BACKGROUND: Adenoviruses (AdV) are non-enveloped, double-stranded DNA viruses with multiple serotypes, which cause a variety of end-organ disease in both immunocompetent and immunocompromised individuals. Some adenoviruses can become latent in the mucosa-associated lymphoid tissue (e.g. adenoids and tonsils), with the potential to reactivate sporadically, leading to upper or lower respiratory tract infection and disease. Bronchiolitis Obliterans (BO) is a rare chronic lung disorder which usually follows a severe insult to the respiratory tract. In children, it is a complication of severe infections (as post-infectious BO), typically manifesting after a severe respiratory infection, in previously healthy pre-school children. Symptoms and signs of air trapping (hyperinflated chest, expiratory wheeze) with persistent oxygen requirement are characteristic.
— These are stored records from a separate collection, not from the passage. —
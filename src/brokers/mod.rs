//! Sportsbook integrations.
//!
//! Defines the `SportsbookBroker` trait and provides implementations
//! for:
//! - DraftKings: game lines (moneyline, spread, total)
//! - PrizePicks: player prop projections
//!
//! Each broker fetches its raw feed and runs it through the
//! normalizer, so everything downstream sees one offering shape.

pub mod draftkings;
pub mod prizepicks;

use async_trait::async_trait;
use std::collections::HashMap;
use std::sync::Arc;
use uuid::Uuid;

use crate::types::{Bet, MarketType, Offering, Outcome, PlacementResult, Sport, StakewiseError};

/// Abstraction over sportsbook venues.
///
/// `place_bet` must be idempotent broker-side on the bet's uuid: the
/// orchestrator never retries a placement whose ack was lost, it asks
/// `check_bet_status` instead.
#[cfg_attr(test, mockall::automock)]
#[async_trait]
pub trait SportsbookBroker: Send + Sync {
    /// Fetch and normalize the active offerings for the given sports.
    async fn fetch_offerings(&self, sports: &[Sport]) -> Result<Vec<Offering>, StakewiseError>;

    /// Submit a bet. The bet's uuid doubles as the client reference.
    async fn place_bet(&self, bet: &Bet) -> Result<PlacementResult, StakewiseError>;

    /// Confirmed final results for the given events. Unfinished events
    /// are simply absent from the response.
    async fn fetch_results(&self, event_ids: &[String]) -> Result<Vec<Outcome>, StakewiseError>;

    /// Query a previously submitted bet by client reference. `None`
    /// means the broker has no record of it (the submission never
    /// landed).
    async fn check_bet_status(&self, bet_id: Uuid)
        -> Result<Option<PlacementResult>, StakewiseError>;

    /// Market types this venue accepts.
    fn supports(&self, market: MarketType) -> bool;

    /// Broker id used in offering ids and logs.
    fn name(&self) -> &str;
}

// ---------------------------------------------------------------------------
// Registry
// ---------------------------------------------------------------------------

/// Holds the configured brokers and answers routing questions.
#[derive(Default)]
pub struct BrokerRegistry {
    brokers: HashMap<String, Arc<dyn SportsbookBroker>>,
}

impl BrokerRegistry {
    pub fn new() -> Self {
        Self::default()
    }

    pub fn register(&mut self, broker: Arc<dyn SportsbookBroker>) {
        self.brokers.insert(broker.name().to_string(), broker);
    }

    pub fn get(&self, name: &str) -> Option<Arc<dyn SportsbookBroker>> {
        self.brokers.get(name).cloned()
    }

    /// All brokers in name order, so fetch fan-out and reports are
    /// deterministic.
    pub fn all(&self) -> Vec<Arc<dyn SportsbookBroker>> {
        let mut names: Vec<&String> = self.brokers.keys().collect();
        names.sort();
        names.iter().map(|n| self.brokers[*n].clone()).collect()
    }

    pub fn len(&self) -> usize {
        self.brokers.len()
    }

    pub fn is_empty(&self) -> bool {
        self.brokers.is_empty()
    }
}

#[cfg(test)]
mod tests {
    use super::*;

    fn mock_named(name: &'static str, market: MarketType) -> Arc<dyn SportsbookBroker> {
        let mut broker = MockSportsbookBroker::new();
        broker.expect_name().return_const(name.to_string());
        broker.expect_supports().returning(move |m| m == market);
        Arc::new(broker)
    }

    #[test]
    fn test_registry_lookup_and_ordering() {
        let mut registry = BrokerRegistry::new();
        registry.register(mock_named("prizepicks", MarketType::PlayerProp));
        registry.register(mock_named("draftkings", MarketType::Moneyline));

        assert_eq!(registry.len(), 2);
        assert!(registry.get("draftkings").is_some());
        assert!(registry.get("bovada").is_none());

        let names: Vec<String> = registry.all().iter().map(|b| b.name().to_string()).collect();
        assert_eq!(names, vec!["draftkings", "prizepicks"]);
    }

    #[test]
    fn test_market_support_routing() {
        let registry = {
            let mut r = BrokerRegistry::new();
            r.register(mock_named("draftkings", MarketType::Moneyline));
            r.register(mock_named("prizepicks", MarketType::PlayerProp));
            r
        };
        let dk = registry.get("draftkings").unwrap();
        assert!(dk.supports(MarketType::Moneyline));
        assert!(!dk.supports(MarketType::PlayerProp));
    }
}
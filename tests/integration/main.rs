//! End-to-end integration tests.

mod mock_broker;
mod simulation;
//! STAKEWISE: Automated Sports-Wager Decision Engine
//!
//! Entry point. Loads configuration, initialises structured logging,
//! restores the engine snapshot from disk (or starts fresh), wires up
//! the broker clients, and runs the scheduler and API server until a
//! shutdown signal arrives.

use anyhow::{Context, Result};
use secrecy::Secret;
use std::sync::Arc;
use std::time::Duration;
use tokio::sync::Mutex;
use tracing::{info, warn};

use stakewise::api::{self, routes::ApiContext};
use stakewise::brokers::draftkings::DraftKingsClient;
use stakewise::brokers::prizepicks::PrizePicksClient;
use stakewise::brokers::BrokerRegistry;
use stakewise::budget::Budget;
use stakewise::config::{AppConfig, BrokerConfig};
use stakewise::engine::cycle::{CycleConfig, CycleOrchestrator, EngineState};
use stakewise::scheduler;
use stakewise::storage;
use stakewise::strategy::{EdgeModel, KellyCalculator, ParlayOptimizer};

const BANNER: &str = r#"
 ____ _____  _    _  _______        _____ ____  _____
/ ___|_   _|/ \  | |/ / ____\ \    / /_ _/ ___|| ____|
\___ \ | | / _ \ | ' /|  _|  \ \/\/ / | |\___ \|  _|
 ___) || |/ ___ \| . \| |___  \    /  | | ___) | |___
|____/ |_/_/   \_\_|\_\_____|  \/\/  |___|____/|_____|

  Automated Sports-Wager Decision Engine
  v0.1.0
"#;

#[tokio::main]
async fn main() -> Result<()> {
    // Load .env file if present (non-fatal if missing)
    let _ = dotenv::dotenv();

    let cfg = AppConfig::load("config.toml")?;
    init_logging(&cfg.engine.log_level);

    println!("{BANNER}");
    info!(
        engine_name = %cfg.engine.name,
        initial_bankroll = %cfg.engine.initial_bankroll,
        max_daily_stake = %cfg.strategy.max_daily_stake,
        "STAKEWISE starting up"
    );

    // -- Restore or create state -----------------------------------------

    let state_file = cfg.engine.state_file.clone();
    let state = match storage::load_snapshot(state_file.as_deref())? {
        Some(snapshot) => {
            info!(
                bankroll = %snapshot.account.bankroll,
                bets = snapshot.ledger.len(),
                "resumed from saved snapshot"
            );
            EngineState::from_snapshot(snapshot)
        }
        None => {
            info!(bankroll = %cfg.engine.initial_bankroll, "fresh start");
            EngineState::fresh(
                cfg.engine.initial_bankroll,
                Budget::new(
                    chrono::Utc::now().date_naive(),
                    cfg.strategy.max_daily_stake,
                    cfg.strategy.min_edge,
                    cfg.strategy.max_single_bet_fraction,
                ),
            )
        }
    };
    let state = Arc::new(Mutex::new(state));

    // -- Broker clients ---------------------------------------------------

    let mut registry = BrokerRegistry::new();
    if cfg.brokers.draftkings.enabled {
        let key = broker_key(&cfg.brokers.draftkings)?;
        let client = match &cfg.brokers.draftkings.base_url {
            Some(url) => DraftKingsClient::with_base_url(key, cfg.brokers.draftkings.simulate, url)?,
            None => DraftKingsClient::new(key, cfg.brokers.draftkings.simulate)?,
        };
        registry.register(Arc::new(client));
    }
    if cfg.brokers.prizepicks.enabled {
        let key = broker_key(&cfg.brokers.prizepicks)?;
        let client = match &cfg.brokers.prizepicks.base_url {
            Some(url) => PrizePicksClient::with_base_url(key, cfg.brokers.prizepicks.simulate, url)?,
            None => PrizePicksClient::new(key, cfg.brokers.prizepicks.simulate)?,
        };
        registry.register(Arc::new(client));
    }
    if registry.is_empty() {
        warn!("no brokers enabled, runs will find nothing to bet on");
    }

    // -- Orchestrator ------------------------------------------------------

    let orchestrator = Arc::new(CycleOrchestrator::new(
        registry,
        EdgeModel::new(cfg.strategy.edge_config()),
        ParlayOptimizer::new(
            cfg.strategy.optimizer_config(),
            KellyCalculator::new(cfg.strategy.kelly_config()),
        ),
        CycleConfig {
            fetch_timeout: Duration::from_secs(cfg.engine.fetch_timeout_secs),
            fetch_attempts: cfg.engine.fetch_attempts,
            retry_backoff: Duration::from_millis(cfg.engine.retry_backoff_ms),
            stale_proposed: chrono::Duration::hours(cfg.engine.stale_proposed_hours),
            min_books: cfg.strategy.min_books,
            active_sports: cfg.engine.active_sports.clone(),
            state_file,
        },
        state,
    ));

    // -- Scheduler and API -------------------------------------------------

    let handle = scheduler::init(
        orchestrator.clone(),
        Duration::from_secs(cfg.engine.daily_interval_secs),
        Duration::from_secs(cfg.engine.resolution_interval_secs),
    );

    if cfg.api.enabled {
        api::spawn_api(Arc::new(ApiContext::new(orchestrator)), cfg.api.port)?;
    }

    tokio::signal::ctrl_c()
        .await
        .context("failed to listen for shutdown signal")?;
    info!("shutdown signal received");
    scheduler::teardown(handle);
    info!("STAKEWISE shut down cleanly.");
    Ok(())
}

fn broker_key(cfg: &BrokerConfig) -> Result<Secret<String>> {
    // Simulated brokers still build a client; a missing key only
    // matters for live placement.
    let key = std::env::var(&cfg.api_key_env).unwrap_or_default();
    if key.is_empty() && !cfg.simulate {
        anyhow::bail!("environment variable not set: {}", cfg.api_key_env);
    }
    Ok(Secret::new(key))
}

/// Initialise the `tracing` subscriber. `RUST_LOG` wins over the
/// configured fallback level.
fn init_logging(level: &str) {
    use tracing_subscriber::{fmt, EnvFilter};

    let env_filter = EnvFilter::try_from_default_env()
        .unwrap_or_else(|_| EnvFilter::new(format!("stakewise={level}")));

    let json_logging = std::env::var("STAKEWISE_LOG_JSON").is_ok();

    if json_logging {
        fmt()
            .json()
            .with_env_filter(env_filter)
            .with_target(true)
            .with_thread_ids(true)
            .init();
    } else {
        fmt()
            .with_env_filter(env_filter)
            .with_target(true)
            .init();
    }
}
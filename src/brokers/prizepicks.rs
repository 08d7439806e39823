//! PrizePicks player-prop integration.
//!
//! Projections come in as over/under pairs on a player stat line and
//! normalize into `PlayerProp` offerings. Entries (PrizePicks' term
//! for placed slips) are simulated by default.

use async_trait::async_trait;
use chrono::{DateTime, Utc};
use reqwest::{Client, StatusCode};
use secrecy::{ExposeSecret, Secret};
use serde::Deserialize;
use serde_json::Value;
use tracing::{debug, info, warn};
use uuid::Uuid;

use super::SportsbookBroker;
use crate::normalize;
use crate::types::{
    Bet, MarketType, Offering, Outcome, PlacementResult, PlacementStatus, Sport, StakewiseError,
};

const DEFAULT_BASE_URL: &str = "https://api.prizepicks.com/partner/v1";
const BROKER_NAME: &str = "prizepicks";
const HTTP_TIMEOUT_SECS: u64 = 30;

#[derive(Debug, Deserialize)]
struct EntryResponse {
    status: String,
    #[serde(default)]
    entry_id: Option<String>,
}

#[derive(Debug, Deserialize)]
struct SettlementRow {
    projection_id: String,
    /// The settled side in selection format, absent when the
    /// projection was voided (DNP, line pulled).
    #[serde(default)]
    settled_selection: Option<String>,
    reported_at: DateTime<Utc>,
}

pub struct PrizePicksClient {
    http: Client,
    api_key: Secret<String>,
    base_url: String,
    simulate: bool,
}

impl PrizePicksClient {
    pub fn new(api_key: Secret<String>, simulate: bool) -> Result<Self, StakewiseError> {
        Self::with_base_url(api_key, simulate, DEFAULT_BASE_URL)
    }

    pub fn with_base_url(
        api_key: Secret<String>,
        simulate: bool,
        base_url: &str,
    ) -> Result<Self, StakewiseError> {
        let http = Client::builder()
            .timeout(std::time::Duration::from_secs(HTTP_TIMEOUT_SECS))
            .user_agent("stakewise/0.1.0")
            .build()
            .map_err(|e| broker_err(format!("failed to build HTTP client: {e}")))?;
        Ok(Self {
            http,
            api_key,
            base_url: base_url.trim_end_matches('/').to_string(),
            simulate,
        })
    }
}

fn broker_err(message: String) -> StakewiseError {
    StakewiseError::Broker {
        broker: BROKER_NAME.to_string(),
        message,
    }
}

#[async_trait]
impl SportsbookBroker for PrizePicksClient {
    async fn fetch_offerings(&self, sports: &[Sport]) -> Result<Vec<Offering>, StakewiseError> {
        let leagues: Vec<String> = sports.iter().map(|s| s.to_string()).collect();
        let url = format!(
            "{}/projections?status=open&leagues={}",
            self.base_url,
            leagues.join(",")
        );
        debug!(%url, "PrizePicks GET");
        let resp = self
            .http
            .get(&url)
            .bearer_auth(self.api_key.expose_secret())
            .send()
            .await
            .map_err(|e| broker_err(format!("request failed: {e}")))?;
        if !resp.status().is_success() {
            let status = resp.status();
            return Err(broker_err(format!("API error {status}")));
        }
        let payload: Value = resp
            .json()
            .await
            .map_err(|e| broker_err(format!("bad JSON: {e}")))?;

        let mut offerings = normalize::normalize(&payload, BROKER_NAME)?;
        offerings.retain(|o| sports.contains(&o.sport));
        info!(count = offerings.len(), "PrizePicks projections fetched");
        Ok(offerings)
    }

    async fn place_bet(&self, bet: &Bet) -> Result<PlacementResult, StakewiseError> {
        if self.simulate {
            let reference = format!("sim-pp-{}", bet.id.simple());
            info!(bet_id = %bet.id, stake = %bet.stake, %reference, "[SIMULATED] entry placed");
            return Ok(PlacementResult {
                status: PlacementStatus::Accepted,
                broker_ref: Some(reference),
            });
        }

        let picks: Vec<Value> = bet
            .candidate
            .legs
            .iter()
            .map(|l| {
                serde_json::json!({
                    "projection_id": l.offering.event_id,
                    "selection": l.offering.selection,
                })
            })
            .collect();
        let body = serde_json::json!({
            "client_ref": bet.id,
            "stake": bet.stake,
            "picks": picks,
        });

        let url = format!("{}/entries", self.base_url);
        let resp = self
            .http
            .post(&url)
            .bearer_auth(self.api_key.expose_secret())
            .json(&body)
            .send()
            .await
            .map_err(|e| broker_err(format!("placement failed: {e}")))?;

        if !resp.status().is_success() {
            warn!(bet_id = %bet.id, status = %resp.status(), "PrizePicks rejected entry");
            return Ok(PlacementResult {
                status: PlacementStatus::Rejected,
                broker_ref: None,
            });
        }
        let parsed: EntryResponse = resp
            .json()
            .await
            .map_err(|e| broker_err(format!("bad entry response: {e}")))?;
        Ok(PlacementResult {
            status: match parsed.status.as_str() {
                "accepted" => PlacementStatus::Accepted,
                "pending" => PlacementStatus::Pending,
                _ => PlacementStatus::Rejected,
            },
            broker_ref: parsed.entry_id,
        })
    }

    async fn fetch_results(&self, event_ids: &[String]) -> Result<Vec<Outcome>, StakewiseError> {
        if event_ids.is_empty() {
            return Ok(Vec::new());
        }
        let url = format!(
            "{}/settlements?projections={}",
            self.base_url,
            event_ids.join(",")
        );
        debug!(%url, "PrizePicks GET");
        let resp = self
            .http
            .get(&url)
            .bearer_auth(self.api_key.expose_secret())
            .send()
            .await
            .map_err(|e| broker_err(format!("request failed: {e}")))?;
        if !resp.status().is_success() {
            let status = resp.status();
            return Err(broker_err(format!("API error {status}")));
        }

        let rows: Vec<SettlementRow> = resp
            .json()
            .await
            .map_err(|e| broker_err(format!("bad settlements payload: {e}")))?;
        Ok(rows
            .into_iter()
            .map(|row| Outcome {
                event_id: row.projection_id,
                market: MarketType::PlayerProp,
                winning_selection: row.settled_selection,
                reported_at: row.reported_at,
            })
            .collect())
    }

    async fn check_bet_status(
        &self,
        bet_id: Uuid,
    ) -> Result<Option<PlacementResult>, StakewiseError> {
        if self.simulate {
            return Ok(Some(PlacementResult {
                status: PlacementStatus::Accepted,
                broker_ref: Some(format!("sim-pp-{}", bet_id.simple())),
            }));
        }

        let url = format!("{}/entries/{bet_id}", self.base_url);
        let resp = self
            .http
            .get(&url)
            .bearer_auth(self.api_key.expose_secret())
            .send()
            .await
            .map_err(|e| broker_err(format!("status query failed: {e}")))?;
        if resp.status() == StatusCode::NOT_FOUND {
            return Ok(None);
        }
        if !resp.status().is_success() {
            let status = resp.status();
            return Err(broker_err(format!("status query error {status}")));
        }
        let parsed: EntryResponse = resp
            .json()
            .await
            .map_err(|e| broker_err(format!("bad status response: {e}")))?;
        Ok(Some(PlacementResult {
            status: match parsed.status.as_str() {
                "accepted" => PlacementStatus::Accepted,
                "pending" => PlacementStatus::Pending,
                _ => PlacementStatus::Rejected,
            },
            broker_ref: parsed.entry_id,
        }))
    }

    fn supports(&self, market: MarketType) -> bool {
        market == MarketType::PlayerProp
    }

    fn name(&self) -> &str {
        BROKER_NAME
    }
}

#[cfg(test)]
mod tests {
    use super::*;

    #[test]
    fn test_supports_props_only() {
        let pp = PrizePicksClient::new(Secret::new("k".into()), true).unwrap();
        assert!(pp.supports(MarketType::PlayerProp));
        assert!(!pp.supports(MarketType::Moneyline));
        assert_eq!(pp.name(), "prizepicks");
    }
}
The presence of the unusual mosaic tetrasomy 9p genotype in this case, despite standard cidofovir therapy for persistent or chronic adenovirus infection, may have impacted on the child's long-term clinical outcomes. CASE PRESENTATION: We present a case of persistent AdV B3 infection in a 14-month old boy with mosaic tetrasomy 9p, which persisted for 10 weeks, resulting in radiologically-confirmed BO, requiring cidofovir to control the persistent AdV B3 infection and standard therapy with pulsed steroids. We argue that in the presence of the mosaic tetrasomy 9p, earlier antiviral therapy may have decreased the severity of BO, as this mutation is known to be associated with some degree of immune dysregulation. CONCLUSIONS: Adenovirus infections are common in children and may persist as latent infections, with subsequent reactivations during loss of immune control, related to systemic illness arising from other causes. In chronic, reactivated AdV infection with pneumonia, BO is a recognised complication. However, in this case, with the presence of the mosaic tetrasomy 9p mutation, earlier antiviral therapy may have reduced such longer term complications, due to the immune dysregulatory nature of this mutation.